Energy Efficient Dual Designs of FeFET-Based Analog In-Memory Computing with Inherent Shift-Add Capability

TL;DR

This paper introduces energy-efficient FeFET-based analog in-memory computing designs with inherent shift-add capabilities, enhancing multiply-accumulate operations for deep neural networks.

Contribution

It proposes novel dual FeFET-based IMC architectures that integrate shift-add functionality within the memory array, improving energy efficiency and supporting high-precision weights.

Findings

Energy efficiency improved by 1.56x/1.37x over state-of-the-art designs.

Supports both 2's complement and non-2's complement MAC operations.

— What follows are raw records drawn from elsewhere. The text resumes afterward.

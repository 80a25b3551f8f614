//! Deskmote Device - local mixer and keyboard backends.
//!
//! Implements the core's [`DeviceControl`] boundary on top of `amixer`
//! (volume/mute) and `xdotool` (key injection).

pub mod alsa;
pub mod keyboard;

use deskmote_core::device::{DeviceControl, Key};
use deskmote_core::error::DeviceError;

pub use alsa::AlsaMixer;
pub use keyboard::Keyboard;

/// The local desktop as one device: audio mixer plus keyboard.
pub struct DesktopDevice {
    mixer: AlsaMixer,
    keyboard: Keyboard,
}

impl DesktopDevice {
    /// Create a device handle over the given mixer control.
    #[must_use]
    pub fn new(mixer_control: String) -> Self {
        Self { mixer: AlsaMixer::new(mixer_control), keyboard: Keyboard }
    }
}

impl Default for DesktopDevice {
    fn default() -> Self {
        Self::new(AlsaMixer::DEFAULT_CONTROL.to_string())
    }
}

impl DeviceControl for DesktopDevice {
    fn volume(&self) -> Result<u8, DeviceError> {
        self.mixer.volume()
    }

    fn set_volume(&self, value: u8) -> Result<(), DeviceError> {
        self.mixer.set_volume(value)
    }

    fn mute(&self) -> Result<bool, DeviceError> {
        self.mixer.mute()
    }

    fn set_mute(&self, value: bool) -> Result<(), DeviceError> {
        self.mixer.set_mute(value)
    }

    fn press_and_release(&self, key: Key) -> Result<(), DeviceError> {
        self.keyboard.press_and_release(key)
    }
}
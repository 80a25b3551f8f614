//! Deskmote Daemon - MQTT remote desktop control service.
//!
//! Subscribes to the control topic, dispatches each inbound command against
//! the local audio mixer / keyboard, and publishes `{volume, mute}` status
//! snapshots to the status topic - after every state-changing command and,
//! optionally, on a fixed interval.

use anyhow::{Context, Result};
use tracing::{info, warn};
use tracing_subscriber::EnvFilter;

mod config;
mod signals;

use deskmote_core::Dispatcher;
use deskmote_device::DesktopDevice;
use deskmote_mqtt::{LinkOptions, MqttLink};

#[tokio::main]
async fn main() -> Result<()> {
    let config = config::Config::from_env().context("Invalid configuration")?;

    // The DEBUG flag picks the default verbosity; RUST_LOG still overrides.
    let level = if config.debug { "debug" } else { "error" };
    let mut filter = EnvFilter::from_default_env();
    for target in ["deskmote_core", "deskmote_device", "deskmote_mqtt", "deskmote_daemon"] {
        filter = filter.add_directive(format!("{target}={level}").parse()?);
    }
    tracing_subscriber::fmt().with_env_filter(filter).init();

    info!(
        version = env!("CARGO_PKG_VERSION"),
        broker = %config.broker_addr,
        port = config.broker_port,
        "Starting Deskmote daemon"
    );

    let (link, mut messages) = MqttLink::connect(&LinkOptions {
        broker_addr: config.broker_addr.clone(),
        broker_port: config.broker_port,
        credentials: config.credentials(),
        control_topic: config.control_topic.clone(),
    });
    let publisher = link.publisher();

    let dispatcher = Dispatcher::new(
        DesktopDevice::default(),
        publisher.clone(),
        config.status_topic.clone(),
        config.volume_step,
    );

    // Drive the broker connection in the background; the dispatcher only
    // sees raw payloads.
    let link_handle = tokio::spawn(link.run());

    let mut shutdown_rx = signals::setup_signal_handlers()?;

    // A zero delay would busy-loop; treat it as disabled.
    let status_delay = config.status_update_delay.filter(|delay| !delay.is_zero());
    let mut status_interval = status_delay.map(tokio::time::interval);
    if let Some(interval) = &status_interval {
        info!(seconds = interval.period().as_secs(), "Periodic status updates enabled");
    }

    info!(topic = %config.control_topic, "Daemon running");

    loop {
        tokio::select! {
            Some(payload) = messages.recv() => {
                // Dispatch never fails the loop; failures are classified
                // and logged inside.
                dispatcher.dispatch(&payload);
            }

            _ = tick(&mut status_interval) => {
                dispatcher.publish_status();
            }

            _ = shutdown_rx.recv() => {
                info!("Shutdown signal received");
                break;
            }
        }
    }

    info!("Shutting down...");
    if let Err(e) = publisher.disconnect().await {
        warn!(error = %e, "Clean disconnect failed");
    }
    link_handle.abort();

    info!("Deskmote daemon stopped");
    Ok(())
}

/// Wait for the next periodic status tick, or forever when disabled.
async fn tick(interval: &mut Option<tokio::time::Interval>) {
    match interval {
        Some(interval) => {
            interval.tick().await;
        }
        None => std::future::pending::<()>().await,
    }
}
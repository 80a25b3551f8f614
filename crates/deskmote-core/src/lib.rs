//! Deskmote Core - command decoding, dispatch, and status reporting.
//!
//! This crate contains the transport-free heart of the bridge: the command
//! schema set, the payload decoder, the action executor, the status
//! reporter, and the per-message dispatch state machine. The broker and the
//! actual mixer/keyboard are reached only through the [`StatusPublisher`]
//! and [`DeviceControl`] traits, implemented by the sibling crates.

pub mod command;
pub mod device;
pub mod dispatch;
pub mod error;
pub mod status;

pub use command::{Command, Direction, Target};
pub use device::{DeviceControl, Key};
pub use dispatch::{DispatchOutcome, Dispatcher};
pub use error::{DecodeError, DeviceError, PublishRejected};
pub use status::{DeviceStatus, StatusPublisher};
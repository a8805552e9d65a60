//! Responder HTTP mínimo, uma conexão por vez.
//!
//! Ciclo: `Listening → Accepted → Responding → Closed → Listening`.
//! Qualquer falha em uma conexão (reset, timeout, requisição malformada) é
//! logada e o responder volta a aceitar; não existe estado terminal.
//!
//! O timeout de leitura é um prazo total por conexão, não por `read()`:
//! um cliente que goteja bytes perde a vez quando o prazo acaba.

use power_core::config::HttpConfig;
use power_core::error::{ConnectionFault, InitFault};
use power_core::render::http_response;
use power_core::SharedReadingCell;
use socket2::{Domain, Protocol, Socket, Type};
use std::io::{self, Read, Write};
use std::net::{Shutdown, SocketAddr, TcpListener, TcpStream};
use std::sync::Arc;
use std::time::{Duration, Instant};
use tracing::{debug, info, warn};

/// Pausa após falha no `accept` (ex: limite de descritores).
const ACCEPT_BACKOFF: Duration = Duration::from_millis(200);

/// Linha de requisição aceita (método e alvo, apenas para log).
#[derive(Debug, Clone, PartialEq, Eq)]
pub struct RequestLine {
    pub method: String,
    pub target: String,
}

/// Parâmetros de uma conexão, copiados da [`HttpConfig`].
#[derive(Debug, Clone, Copy)]
struct StreamLimits {
    /// Prazo total para o cabeçalho chegar
    read_timeout: Duration,
    write_timeout: Duration,
    max_request_bytes: usize,
}

/// Atividade de fundo que serve a última medição.
pub struct HttpResponder {
    listener: TcpListener,
    cell: Arc<SharedReadingCell>,
    limits: StreamLimits,
    served: u64,
}

impl HttpResponder {
    /// Abre o listener com backlog explícito. Falha aqui é fatal.
    pub fn bind(config: &HttpConfig, cell: Arc<SharedReadingCell>) -> Result<Self, InitFault> {
        let addr = config
            .bind_addr()
            .ok_or_else(|| InitFault::Address(config.bind_ip.clone()))?;
        let (Some(read_timeout), Some(write_timeout)) = (config.read_timeout(), config.write_timeout())
        else {
            return Err(InitFault::InvalidConfig(vec![format!(
                "Timeouts HTTP inválidos: leitura {}, escrita {}",
                config.read_timeout_secs, config.write_timeout_secs
            )]));
        };

        let listener =
            bind_listener(addr, config.backlog).map_err(|source| InitFault::Bind { addr, source })?;

        info!(
            "HTTP escutando em {addr} (backlog {}, timeouts {:.1}s/{:.1}s)",
            config.backlog, config.read_timeout_secs, config.write_timeout_secs
        );

        Ok(Self {
            listener,
            cell,
            limits: StreamLimits {
                read_timeout,
                write_timeout,
                max_request_bytes: config.max_request_bytes,
            },
            served: 0,
        })
    }

    pub fn local_addr(&self) -> io::Result<SocketAddr> {
        self.listener.local_addr()
    }

    /// Aceita e atende exatamente uma conexão.
    #[cfg(test)]
    pub fn serve_one(&mut self) -> Result<SocketAddr, ConnectionFault> {
        let (stream, peer) = self.listener.accept()?;
        self.respond(stream, peer)?;
        Ok(peer)
    }

    /// Loop da atividade de fundo. Não retorna.
    pub fn run(mut self) -> ! {
        loop {
            let (stream, peer) = match self.listener.accept() {
                Ok(accepted) => accepted,
                Err(e) => {
                    warn!("Erro no accept: {e}");
                    std::thread::sleep(ACCEPT_BACKOFF);
                    continue;
                }
            };

            if let Err(e) = self.respond(stream, peer) {
                if e.is_timeout() {
                    warn!("Conexão de {peer} expirou, descartada");
                } else {
                    warn!("Conexão de {peer} abandonada: {e}");
                }
            }
        }
    }

    fn respond(&mut self, mut stream: TcpStream, peer: SocketAddr) -> Result<(), ConnectionFault> {
        info!("Conexão de {peer}");
        stream.set_write_timeout(Some(self.limits.write_timeout))?;

        let mut timed = DeadlineReader {
            stream: &stream,
            deadline: Instant::now() + self.limits.read_timeout,
        };
        let head = read_request_head(&mut timed, self.limits.max_request_bytes)?;
        let request = parse_request_line(&head)?;
        debug!("{peer} → {} {}", request.method, request.target);

        // Lido só depois da requisição: a resposta reflete o valor mais recente
        let reading = self.cell.get();
        stream.write_all(&http_response(&reading))?;
        stream.flush()?;
        if let Err(e) = stream.shutdown(Shutdown::Write) {
            debug!("Shutdown da conexão de {peer} falhou: {e}");
        }

        self.served += 1;
        debug!("Resposta enviada a {peer} ({} no total)", self.served);
        Ok(())
    }
}

/// Leitor com prazo absoluto: cada `read()` espera só o tempo restante.
struct DeadlineReader<'a> {
    stream: &'a TcpStream,
    deadline: Instant,
}

impl Read for DeadlineReader<'_> {
    fn read(&mut self, buf: &mut [u8]) -> io::Result<usize> {
        let remaining = self.deadline.saturating_duration_since(Instant::now());
        if remaining.is_zero() {
            return Err(io::Error::new(
                io::ErrorKind::TimedOut,
                "prazo da requisição esgotado",
            ));
        }
        self.stream.set_read_timeout(Some(remaining))?;
        let mut stream = self.stream;
        stream.read(buf)
    }
}

fn bind_listener(addr: SocketAddr, backlog: u32) -> io::Result<TcpListener> {
    let socket = Socket::new(Domain::for_address(addr), Type::STREAM, Some(Protocol::TCP))?;
    socket.set_reuse_address(true)?;
    socket.bind(&addr.into())?;
    socket.listen(i32::try_from(backlog).unwrap_or(i32::MAX))?;
    Ok(socket.into())
}

/// Lê o cabeçalho até a linha em branco, respeitando o limite de bytes.
fn read_request_head(stream: &mut impl Read, limit: usize) -> Result<String, ConnectionFault> {
    let mut head = Vec::with_capacity(256);
    let mut chunk = [0u8; 256];

    loop {
        let n = stream.read(&mut chunk)?;
        if n == 0 {
            if head.is_empty() {
                return Err(ConnectionFault::Closed);
            }
            // Cliente fechou a escrita sem linha em branco: usa o que veio
            break;
        }
        head.extend_from_slice(&chunk[..n]);

        if head_complete(&head) {
            break;
        }
        if head.len() > limit {
            return Err(ConnectionFault::RequestTooLarge(limit));
        }
    }

    Ok(String::from_utf8_lossy(&head).into_owned())
}

fn head_complete(buf: &[u8]) -> bool {
    buf.windows(4).any(|w| w == b"\r\n\r\n") || buf.windows(2).any(|w| w == b"\n\n")
}

/// Valida `METHOD TARGET HTTP/x.y`; o resto da requisição é ignorado.
pub fn parse_request_line(head: &str) -> Result<RequestLine, ConnectionFault> {
    let line = head.lines().next().unwrap_or_default().trim_end_matches('\r');
    let malformed = || ConnectionFault::MalformedRequest(line.chars().take(64).collect());

    let mut parts = line.split_whitespace();
    let (Some(method), Some(target), Some(version), None) =
        (parts.next(), parts.next(), parts.next(), parts.next())
    else {
        return Err(malformed());
    };

    if !method.bytes().all(|b| b.is_ascii_uppercase()) || !version.starts_with("HTTP/") {
        return Err(malformed());
    }

    Ok(RequestLine {
        method: method.to_string(),
        target: target.to_string(),
    })
}

// ──────────────────────────────────────────────
// Testes
// ──────────────────────────────────────────────
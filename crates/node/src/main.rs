//! # Power Node
//!
//! Nó de telemetria de energia: amostra um INA219, desenha a leitura no
//! display, publica corrente e tensão no broker MQTT e serve a última leitura em
//! um endpoint HTTP mínimo.
//!
//! ## Uso
//! ```bash
//! power_node                          # power_node.toml ao lado do executável
//! POWER_NODE_USERNAME=fulano POWER_NODE_KEY=aio_xxx power_node
//! RUST_LOG=debug power_node           # log detalhado por conexão/ciclo
//! ```

mod console_display;
mod hwmon_sensor;
mod mqtt_publisher;
mod ports;
mod responder;
mod sampler;
mod scheduler;
mod simulated_sensor;

#[cfg(test)]
mod fakes;

use console_display::ConsoleDisplay;
use hwmon_sensor::HwmonSensor;
use mqtt_publisher::MqttPublisher;
use ports::{Disabled, DisplayDriver, Publisher, SensorDriver};
use power_core::config::{DisplayConfig, PublisherConfig, SensorConfig};
use power_core::error::InitFault;
use power_core::NodeConfig;
use scheduler::Scheduler;
use simulated_sensor::SimulatedSensor;
use std::convert::Infallible;
use std::process::ExitCode;
use tracing::{error, info, warn};

fn main() -> ExitCode {
    // ── Logging ──
    tracing_subscriber::fmt()
        .with_env_filter(
            tracing_subscriber::EnvFilter::try_from_default_env()
                .unwrap_or_else(|_| "info".into()),
        )
        .init();

    // ── Carregar config ──
    let config_path = NodeConfig::default_path();
    let mut config = NodeConfig::load(&config_path);

    // Salva config padrão se não existir
    if !config_path.exists() {
        if let Err(e) = config.save(&config_path) {
            warn!("Não foi possível salvar config padrão: {e}");
        }
    }

    config.apply_env();

    match run(&config) {
        Ok(never) => match never {},
        Err(e) => {
            error!("Falha fatal: {e}");
            ExitCode::FAILURE
        }
    }
}

/// Monta os drivers e entrega o processo ao scheduler.
fn run(config: &NodeConfig) -> Result<Infallible, InitFault> {
    let errors = config.validate();
    if !errors.is_empty() {
        return Err(InitFault::InvalidConfig(errors));
    }

    let sensor = build_sensor(&config.sensor)?;
    let display = build_display(&config.display);
    let publisher = build_publisher(&config.publisher)?;

    let scheduler = Scheduler::new(config, sensor, display, publisher)?;
    print_banner(config);

    let node = scheduler.start()?;
    if let Some(addr) = node.http_addr() {
        info!("Endpoint HTTP pronto em http://{addr}/");
    }
    Err(node.run())
}

fn build_sensor(config: &SensorConfig) -> Result<Box<dyn SensorDriver>, InitFault> {
    match config.source.as_str() {
        "hwmon" => Ok(Box::new(HwmonSensor::open(&config.hwmon_path)?)),
        _ => {
            info!(
                "Sensor simulado ({} uA, {} V)",
                config.sim_current_ua, config.sim_bus_voltage_v
            );
            Ok(Box::new(SimulatedSensor::from_config(config)))
        }
    }
}

fn build_display(config: &DisplayConfig) -> Box<dyn DisplayDriver> {
    if config.enabled {
        Box::new(ConsoleDisplay::new(std::io::stdout(), config))
    } else {
        info!("Display desabilitado");
        Box::new(Disabled)
    }
}

fn build_publisher(config: &PublisherConfig) -> Result<Box<dyn Publisher>, InitFault> {
    if config.enabled {
        Ok(Box::new(MqttPublisher::connect(config)?))
    } else {
        info!("Publicador desabilitado");
        Ok(Box::new(Disabled))
    }
}

fn print_banner(config: &NodeConfig) {
    println!();
    println!("══════════════════════════════════════════════");
    println!("   ⚡ POWER NODE – ATIVO");
    println!("══════════════════════════════════════════════");
    println!("  HTTP:      {}:{}", config.http.bind_ip, config.http.port);
    println!("  Sensor:    {}", config.sensor.source);
    println!("  Intervalo: {:.1}s", config.sampling.interval_secs);
    if config.publisher.enabled {
        println!(
            "  Broker:    {}:{} ({})",
            config.publisher.broker_host,
            config.publisher.port,
            if config.publisher.has_credentials() { "autenticado" } else { "anônimo" }
        );
    }
    println!("══════════════════════════════════════════════");
    println!();
}
//! Tipos de medição do nó de telemetria de energia.
//!
//! O driver do sensor entrega um [`RawSample`]; o loop de amostragem carimba
//! o tempo e constrói um [`Measurement`] imutável, que é o único valor que
//! circula entre display, publicador e HTTP.

use crate::error::SensorFault;
use std::fmt;
use std::time::Duration;

// ──────────────────────────────────────────────
// Amostra bruta
// ──────────────────────────────────────────────

/// Leitura bruta do INA219, antes do carimbo de tempo.
#[derive(Debug, Clone, Copy, Default, PartialEq)]
pub struct RawSample {
    /// Corrente (µA)
    pub current_ua: f64,
    /// Tensão do barramento (V)
    pub bus_voltage_v: f64,
    /// Tensão do shunt (mV)
    pub shunt_voltage_mv: f64,
}

impl RawSample {
    pub const fn new(current_ua: f64, bus_voltage_v: f64, shunt_voltage_mv: f64) -> Self {
        Self {
            current_ua,
            bus_voltage_v,
            shunt_voltage_mv,
        }
    }
}

// ──────────────────────────────────────────────
// Medição
// ──────────────────────────────────────────────

/// Snapshot imutável de uma leitura.
///
/// A tensão efetiva (`bus + shunt / 1000`) é calculada uma única vez em
/// [`Measurement::new`] e armazenada; quem consome apenas lê o campo.
#[derive(Debug, Clone, Copy, PartialEq)]
pub struct Measurement {
    current_ua: f64,
    bus_voltage_v: f64,
    shunt_voltage_mv: f64,
    voltage_v: f64,
    sampled_at: Duration,
}

impl Measurement {
    /// Constrói a medição, rejeitando valores não finitos.
    pub fn new(sample: RawSample, sampled_at: Duration) -> Result<Self, SensorFault> {
        let RawSample {
            current_ua,
            bus_voltage_v,
            shunt_voltage_mv,
        } = sample;

        for (name, value) in [
            ("current", current_ua),
            ("bus_voltage", bus_voltage_v),
            ("shunt_voltage", shunt_voltage_mv),
        ] {
            if !value.is_finite() {
                return Err(SensorFault::InvalidData(format!("{name} = {value}")));
            }
        }

        Ok(Self {
            current_ua,
            bus_voltage_v,
            shunt_voltage_mv,
            voltage_v: bus_voltage_v + shunt_voltage_mv / 1000.0,
            sampled_at,
        })
    }

    /// Corrente (µA)
    pub fn current_ua(&self) -> f64 {
        self.current_ua
    }

    /// Tensão do barramento (V)
    pub fn bus_voltage_v(&self) -> f64 {
        self.bus_voltage_v
    }

    /// Tensão do shunt (mV)
    pub fn shunt_voltage_mv(&self) -> f64 {
        self.shunt_voltage_mv
    }

    /// Tensão efetiva (V): barramento + shunt/1000.
    pub fn voltage_v(&self) -> f64 {
        self.voltage_v
    }

    /// Instante da amostra, relativo ao início do nó.
    pub fn sampled_at(&self) -> Duration {
        self.sampled_at
    }

    /// Valor publicado em cada canal.
    pub fn value_for(&self, channel: Channel) -> f64 {
        match channel {
            Channel::Current => self.current_ua,
            Channel::Voltage => self.voltage_v,
        }
    }
}

// ──────────────────────────────────────────────
// Estado da célula
// ──────────────────────────────────────────────

/// Conteúdo da célula compartilhada: sentinela ou a última medição.
#[derive(Debug, Clone, Copy, Default, PartialEq)]
pub enum Reading {
    /// Nenhuma amostra bem-sucedida ainda.
    #[default]
    NotYetSampled,
    Sampled(Measurement),
}

impl Reading {
    pub fn measurement(&self) -> Option<&Measurement> {
        match self {
            Reading::Sampled(m) => Some(m),
            Reading::NotYetSampled => None,
        }
    }

    pub fn is_sampled(&self) -> bool {
        matches!(self, Reading::Sampled(_))
    }
}

// ──────────────────────────────────────────────
// Canais de telemetria
// ──────────────────────────────────────────────

/// Canais publicados a cada ciclo.
#[derive(Debug, Clone, Copy, PartialEq, Eq, Hash)]
pub enum Channel {
    Current,
    Voltage,
}

impl Channel {
    /// Ordem de publicação dentro de um ciclo.
    pub const ALL: [Channel; 2] = [Channel::Current, Channel::Voltage];

    /// Nome do canal no fio.
    pub fn as_str(&self) -> &'static str {
        match self {
            Channel::Current => "current",
            Channel::Voltage => "voltage",
        }
    }
}

impl fmt::Display for Channel {
    fn fmt(&self, f: &mut fmt::Formatter<'_>) -> fmt::Result {
        f.write_str(self.as_str())
    }
}

// ──────────────────────────────────────────────
// Testes
// ──────────────────────────────────────────────

#[cfg(test)]
mod tests {
    use super::*;

    #[test]
    fn effective_voltage_adds_shunt_in_millivolts() {
        let pairs = [(5.0, 10.0), (5.1, 12.0), (3.3, -4.5), (0.0, 0.0), (12.0, 320.0)];
        for (bus, shunt) in pairs {
            let m = Measurement::new(RawSample::new(1.0, bus, shunt), Duration::ZERO).unwrap();
            assert_eq!(m.voltage_v(), bus + shunt / 1000.0);
            assert_eq!(m.bus_voltage_v(), bus);
            assert_eq!(m.shunt_voltage_mv(), shunt);
        }
    }

    #[test]
    fn rejects_non_finite_fields() {
        let bad = [
            RawSample::new(f64::NAN, 5.0, 1.0),
            RawSample::new(1.0, f64::INFINITY, 1.0),
            RawSample::new(1.0, 5.0, f64::NEG_INFINITY),
        ];
        for sample in bad {
            assert!(matches!(
                Measurement::new(sample, Duration::ZERO),
                Err(SensorFault::InvalidData(_))
            ));
        }
    }

    #[test]
    fn value_for_maps_channels() {
        let m = Measurement::new(RawSample::new(250.0, 5.0, 10.0), Duration::from_secs(3)).unwrap();
        assert_eq!(m.value_for(Channel::Current), 250.0);
        assert_eq!(m.value_for(Channel::Voltage), m.voltage_v());
        assert_eq!(m.sampled_at(), Duration::from_secs(3));
    }

    #[test]
    fn default_reading_is_sentinel() {
        let r = Reading::default();
        assert!(!r.is_sampled());
        assert!(r.measurement().is_none());
    }

    #[test]
    fn channel_wire_names() {
        assert_eq!(Channel::Current.to_string(), "current");
        assert_eq!(Channel::Voltage.as_str(), "voltage");
    }
}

Enables high-precision analog IMC with integrated shift-add capability.

Abstract

In-memory computing (IMC) architecture emerges as a promising paradigm, improving the energy efficiency of multiply-and-accumulate (MAC) operations within DNNs by integrating the parallel computations within the memory arrays. Various high-precision analog IMC array designs have been developed based on both SRAM and emerging non-volatile memories. These designs perform MAC operations of partial input and weight, with the corresponding partial products then fed into shift-add circuitry to produce the final MAC results. However, existing works often present intricate shift-add process for weight. The traditional digital shift-add process is limited in throughput due to time-multiplexing of ADCs, and advancing the shift-add process to the analog domain necessitates customized circuit implementations, resulting in compromises in energy and area efficiency. Furthermore, the joint optimization of the partial MAC operations and the weight shift-add process is rarely explored. In this paper, we propose novel, energy efficient dual designs of FeFET based high precision analog IMC featuring inherent shift-add capability. We introduce a FeFET based IMC paradigm that performs partial MAC in each column, and inherently integrates the shift-add process for 4-bit weights by leveraging FeFET's analog storage characteristics. This paradigm supports both 2's complement mode and non-2's complement mode MAC, thereby offering flexible support for 4-/8-bit weight data in 2's complement format. Building upon this paradigm, we propose novel FeFET based dual designs, CurFe for the current mode and ChgFe for the charge mode, to accommodate the high precision analog domain IMC architecture.Evaluation results at circuit and system levels indicate that the circuit/system-level energy efficiency of the proposed FeFET-based analog IMC is 1.56$\times$/1.37$\times$ higher when compared to SOTA analog IMC designs.